To do: The entries that follow include a run beginning at the line with "let _ = cmd.push(ADDRESS_WINDOW_BASE" and ending at the line with "let (begin, count)"; restate that run word for word and leave the rest out.

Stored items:
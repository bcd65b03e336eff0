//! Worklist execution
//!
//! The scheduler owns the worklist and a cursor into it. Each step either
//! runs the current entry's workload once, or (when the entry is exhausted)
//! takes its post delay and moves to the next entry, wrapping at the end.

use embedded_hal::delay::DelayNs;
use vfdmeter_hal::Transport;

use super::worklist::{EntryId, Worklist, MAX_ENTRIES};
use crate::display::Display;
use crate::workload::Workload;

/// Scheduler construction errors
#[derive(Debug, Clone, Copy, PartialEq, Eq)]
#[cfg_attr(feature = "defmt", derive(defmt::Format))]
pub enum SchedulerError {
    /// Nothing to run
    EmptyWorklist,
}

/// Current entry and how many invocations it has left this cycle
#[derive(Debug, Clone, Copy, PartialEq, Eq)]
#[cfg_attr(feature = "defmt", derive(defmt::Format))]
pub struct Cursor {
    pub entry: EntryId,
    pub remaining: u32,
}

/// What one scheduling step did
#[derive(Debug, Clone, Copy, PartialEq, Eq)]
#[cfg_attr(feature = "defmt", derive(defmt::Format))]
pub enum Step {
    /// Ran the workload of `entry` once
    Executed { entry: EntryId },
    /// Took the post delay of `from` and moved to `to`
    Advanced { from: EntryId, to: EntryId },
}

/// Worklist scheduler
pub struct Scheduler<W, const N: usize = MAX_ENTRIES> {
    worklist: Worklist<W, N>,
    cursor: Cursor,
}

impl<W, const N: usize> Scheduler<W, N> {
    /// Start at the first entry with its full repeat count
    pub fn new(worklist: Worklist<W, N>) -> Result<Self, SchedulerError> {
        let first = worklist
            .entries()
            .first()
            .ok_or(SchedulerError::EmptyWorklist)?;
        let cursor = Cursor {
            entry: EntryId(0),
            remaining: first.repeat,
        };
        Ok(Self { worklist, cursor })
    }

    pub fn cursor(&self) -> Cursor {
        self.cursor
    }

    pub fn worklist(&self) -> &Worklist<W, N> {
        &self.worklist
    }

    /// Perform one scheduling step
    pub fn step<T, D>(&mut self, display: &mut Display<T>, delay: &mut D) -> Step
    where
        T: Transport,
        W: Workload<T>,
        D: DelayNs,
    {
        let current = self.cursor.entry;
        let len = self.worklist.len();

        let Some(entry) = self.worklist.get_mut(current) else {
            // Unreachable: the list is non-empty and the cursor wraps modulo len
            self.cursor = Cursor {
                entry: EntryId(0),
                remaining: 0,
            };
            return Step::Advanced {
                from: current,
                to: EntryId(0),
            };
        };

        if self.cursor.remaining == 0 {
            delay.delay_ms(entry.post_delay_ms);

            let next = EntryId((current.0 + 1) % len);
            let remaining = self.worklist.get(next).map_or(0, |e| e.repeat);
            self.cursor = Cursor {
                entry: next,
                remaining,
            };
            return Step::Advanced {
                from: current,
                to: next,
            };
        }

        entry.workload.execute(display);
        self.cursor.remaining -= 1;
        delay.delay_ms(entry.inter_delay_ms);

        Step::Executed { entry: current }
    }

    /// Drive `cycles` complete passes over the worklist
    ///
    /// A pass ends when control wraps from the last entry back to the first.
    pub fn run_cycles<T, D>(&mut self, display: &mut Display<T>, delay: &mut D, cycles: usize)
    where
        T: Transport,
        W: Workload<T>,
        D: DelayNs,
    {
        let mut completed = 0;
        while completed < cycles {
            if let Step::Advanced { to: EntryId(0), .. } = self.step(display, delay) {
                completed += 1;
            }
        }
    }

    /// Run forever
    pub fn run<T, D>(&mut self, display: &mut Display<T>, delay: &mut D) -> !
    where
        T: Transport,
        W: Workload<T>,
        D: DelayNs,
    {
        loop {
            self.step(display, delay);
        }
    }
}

==

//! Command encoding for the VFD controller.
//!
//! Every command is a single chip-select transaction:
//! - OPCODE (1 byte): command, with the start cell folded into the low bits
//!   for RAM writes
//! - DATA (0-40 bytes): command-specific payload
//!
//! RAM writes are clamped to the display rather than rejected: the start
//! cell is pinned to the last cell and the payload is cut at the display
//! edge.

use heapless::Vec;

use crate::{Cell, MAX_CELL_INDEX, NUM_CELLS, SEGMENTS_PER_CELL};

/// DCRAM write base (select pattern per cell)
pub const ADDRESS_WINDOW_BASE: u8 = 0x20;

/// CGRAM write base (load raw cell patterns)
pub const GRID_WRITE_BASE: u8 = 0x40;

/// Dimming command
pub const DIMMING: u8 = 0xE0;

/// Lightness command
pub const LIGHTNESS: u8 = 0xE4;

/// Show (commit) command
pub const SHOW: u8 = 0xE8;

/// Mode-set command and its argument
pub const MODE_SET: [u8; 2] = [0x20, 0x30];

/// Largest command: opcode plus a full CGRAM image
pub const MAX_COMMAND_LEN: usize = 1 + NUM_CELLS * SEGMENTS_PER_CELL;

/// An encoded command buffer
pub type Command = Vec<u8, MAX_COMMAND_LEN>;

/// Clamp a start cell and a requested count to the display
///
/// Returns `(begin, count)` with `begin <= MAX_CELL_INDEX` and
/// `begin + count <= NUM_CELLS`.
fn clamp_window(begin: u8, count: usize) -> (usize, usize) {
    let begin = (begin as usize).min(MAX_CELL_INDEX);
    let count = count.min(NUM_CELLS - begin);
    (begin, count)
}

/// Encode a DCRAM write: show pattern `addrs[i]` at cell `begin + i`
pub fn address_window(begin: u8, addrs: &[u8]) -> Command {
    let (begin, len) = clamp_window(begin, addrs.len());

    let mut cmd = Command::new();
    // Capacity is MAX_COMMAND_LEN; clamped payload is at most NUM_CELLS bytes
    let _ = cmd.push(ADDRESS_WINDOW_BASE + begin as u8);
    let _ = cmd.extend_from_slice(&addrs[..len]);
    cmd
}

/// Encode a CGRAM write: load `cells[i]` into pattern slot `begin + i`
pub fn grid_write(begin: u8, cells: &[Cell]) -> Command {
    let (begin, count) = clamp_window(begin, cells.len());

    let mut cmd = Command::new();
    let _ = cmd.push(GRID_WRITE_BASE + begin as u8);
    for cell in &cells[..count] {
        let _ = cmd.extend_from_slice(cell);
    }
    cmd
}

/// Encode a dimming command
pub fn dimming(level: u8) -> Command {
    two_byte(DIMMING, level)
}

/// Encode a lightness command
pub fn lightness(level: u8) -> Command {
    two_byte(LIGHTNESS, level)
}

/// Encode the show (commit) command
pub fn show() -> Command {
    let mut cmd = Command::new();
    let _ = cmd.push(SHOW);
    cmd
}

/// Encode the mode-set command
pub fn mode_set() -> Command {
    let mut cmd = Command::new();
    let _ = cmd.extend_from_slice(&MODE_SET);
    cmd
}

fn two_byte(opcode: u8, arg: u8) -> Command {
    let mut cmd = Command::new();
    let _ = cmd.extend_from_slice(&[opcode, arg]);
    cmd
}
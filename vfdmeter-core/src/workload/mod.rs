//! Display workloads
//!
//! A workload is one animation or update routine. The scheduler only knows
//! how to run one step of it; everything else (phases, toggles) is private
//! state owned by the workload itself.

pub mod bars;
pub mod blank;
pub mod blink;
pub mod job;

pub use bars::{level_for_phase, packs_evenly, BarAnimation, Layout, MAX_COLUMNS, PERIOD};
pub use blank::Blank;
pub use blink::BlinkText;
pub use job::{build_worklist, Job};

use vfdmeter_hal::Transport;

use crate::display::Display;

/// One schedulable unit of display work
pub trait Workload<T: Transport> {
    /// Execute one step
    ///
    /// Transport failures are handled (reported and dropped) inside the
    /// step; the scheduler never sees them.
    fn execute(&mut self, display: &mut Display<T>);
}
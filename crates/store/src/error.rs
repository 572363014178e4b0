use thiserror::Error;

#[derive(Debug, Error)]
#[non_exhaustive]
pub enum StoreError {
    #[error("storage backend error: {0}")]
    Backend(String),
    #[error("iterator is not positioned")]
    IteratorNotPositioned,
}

* * *

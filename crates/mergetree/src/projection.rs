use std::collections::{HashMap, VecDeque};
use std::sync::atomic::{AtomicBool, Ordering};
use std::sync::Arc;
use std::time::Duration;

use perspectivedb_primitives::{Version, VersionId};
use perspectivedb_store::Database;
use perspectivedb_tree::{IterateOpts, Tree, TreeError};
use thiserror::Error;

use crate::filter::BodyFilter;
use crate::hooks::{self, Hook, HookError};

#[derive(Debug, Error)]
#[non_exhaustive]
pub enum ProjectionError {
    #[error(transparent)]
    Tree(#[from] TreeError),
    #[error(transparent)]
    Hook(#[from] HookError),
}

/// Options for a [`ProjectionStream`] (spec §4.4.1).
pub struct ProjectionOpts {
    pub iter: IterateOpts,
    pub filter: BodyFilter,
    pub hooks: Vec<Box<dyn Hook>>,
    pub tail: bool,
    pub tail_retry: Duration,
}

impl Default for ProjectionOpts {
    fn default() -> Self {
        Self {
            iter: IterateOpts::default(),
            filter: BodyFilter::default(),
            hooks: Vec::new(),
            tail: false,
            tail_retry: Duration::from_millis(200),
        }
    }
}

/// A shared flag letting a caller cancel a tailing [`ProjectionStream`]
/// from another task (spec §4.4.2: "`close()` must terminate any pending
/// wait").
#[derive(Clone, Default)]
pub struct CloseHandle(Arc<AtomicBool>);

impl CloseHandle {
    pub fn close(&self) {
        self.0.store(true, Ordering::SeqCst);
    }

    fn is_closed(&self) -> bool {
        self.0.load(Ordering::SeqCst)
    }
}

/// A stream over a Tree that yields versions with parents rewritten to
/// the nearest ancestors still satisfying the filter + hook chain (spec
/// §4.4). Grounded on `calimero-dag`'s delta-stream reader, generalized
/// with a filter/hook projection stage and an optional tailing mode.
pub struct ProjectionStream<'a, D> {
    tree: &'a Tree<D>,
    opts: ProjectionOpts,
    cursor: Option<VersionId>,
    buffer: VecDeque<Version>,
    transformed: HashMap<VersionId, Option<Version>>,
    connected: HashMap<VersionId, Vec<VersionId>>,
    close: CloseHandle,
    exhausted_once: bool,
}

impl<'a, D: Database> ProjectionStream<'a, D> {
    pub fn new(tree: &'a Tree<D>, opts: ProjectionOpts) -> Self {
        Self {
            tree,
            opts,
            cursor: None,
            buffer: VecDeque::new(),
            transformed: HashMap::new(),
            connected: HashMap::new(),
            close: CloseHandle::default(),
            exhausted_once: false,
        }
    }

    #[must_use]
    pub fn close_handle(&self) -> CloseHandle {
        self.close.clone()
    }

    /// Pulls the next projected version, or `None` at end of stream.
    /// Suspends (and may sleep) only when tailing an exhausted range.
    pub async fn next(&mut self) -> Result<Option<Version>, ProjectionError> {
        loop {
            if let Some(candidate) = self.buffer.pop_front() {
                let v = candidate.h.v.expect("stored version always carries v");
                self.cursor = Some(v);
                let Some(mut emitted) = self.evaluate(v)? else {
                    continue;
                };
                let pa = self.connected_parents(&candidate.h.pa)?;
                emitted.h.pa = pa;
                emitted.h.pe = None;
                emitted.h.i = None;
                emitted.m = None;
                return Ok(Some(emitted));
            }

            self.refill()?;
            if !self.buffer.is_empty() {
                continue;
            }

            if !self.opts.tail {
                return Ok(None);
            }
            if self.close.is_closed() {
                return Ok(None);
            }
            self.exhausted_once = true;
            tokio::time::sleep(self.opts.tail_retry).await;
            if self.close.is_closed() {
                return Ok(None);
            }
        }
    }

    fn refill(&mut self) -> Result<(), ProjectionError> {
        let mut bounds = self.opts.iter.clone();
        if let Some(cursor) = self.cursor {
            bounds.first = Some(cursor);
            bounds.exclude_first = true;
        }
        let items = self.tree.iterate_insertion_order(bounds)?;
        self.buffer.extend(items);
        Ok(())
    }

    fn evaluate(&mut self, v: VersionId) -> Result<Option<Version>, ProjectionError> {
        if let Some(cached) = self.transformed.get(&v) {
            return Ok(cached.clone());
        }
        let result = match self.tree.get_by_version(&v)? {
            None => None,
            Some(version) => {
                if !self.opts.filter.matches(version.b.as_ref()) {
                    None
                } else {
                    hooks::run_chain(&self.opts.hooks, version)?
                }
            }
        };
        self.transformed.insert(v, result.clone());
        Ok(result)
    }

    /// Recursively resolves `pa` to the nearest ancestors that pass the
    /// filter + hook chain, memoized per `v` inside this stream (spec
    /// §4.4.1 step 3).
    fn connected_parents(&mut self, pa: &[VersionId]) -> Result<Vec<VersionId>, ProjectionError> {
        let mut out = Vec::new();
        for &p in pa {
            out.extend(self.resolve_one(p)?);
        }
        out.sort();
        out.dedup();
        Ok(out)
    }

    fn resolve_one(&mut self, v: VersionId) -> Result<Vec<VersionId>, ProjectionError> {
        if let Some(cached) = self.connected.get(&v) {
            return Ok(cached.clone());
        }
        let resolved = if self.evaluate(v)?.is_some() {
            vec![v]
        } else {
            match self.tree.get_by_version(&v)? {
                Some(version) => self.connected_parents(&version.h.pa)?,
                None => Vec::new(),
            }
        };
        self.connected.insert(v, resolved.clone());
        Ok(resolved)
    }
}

Output of the exercise:
    let _ = cmd.push(ADDRESS_WINDOW_BASE + begin as u8);
    let _ = cmd.extend_from_slice(&addrs[..len]);
    cmd
}

/// Encode a CGRAM write: load `cells[i]` into pattern slot `begin + i`
pub fn grid_write(begin: u8, cells: &[Cell]) -> Command {
    let (begin, count) = clamp_window(begin, cells.len());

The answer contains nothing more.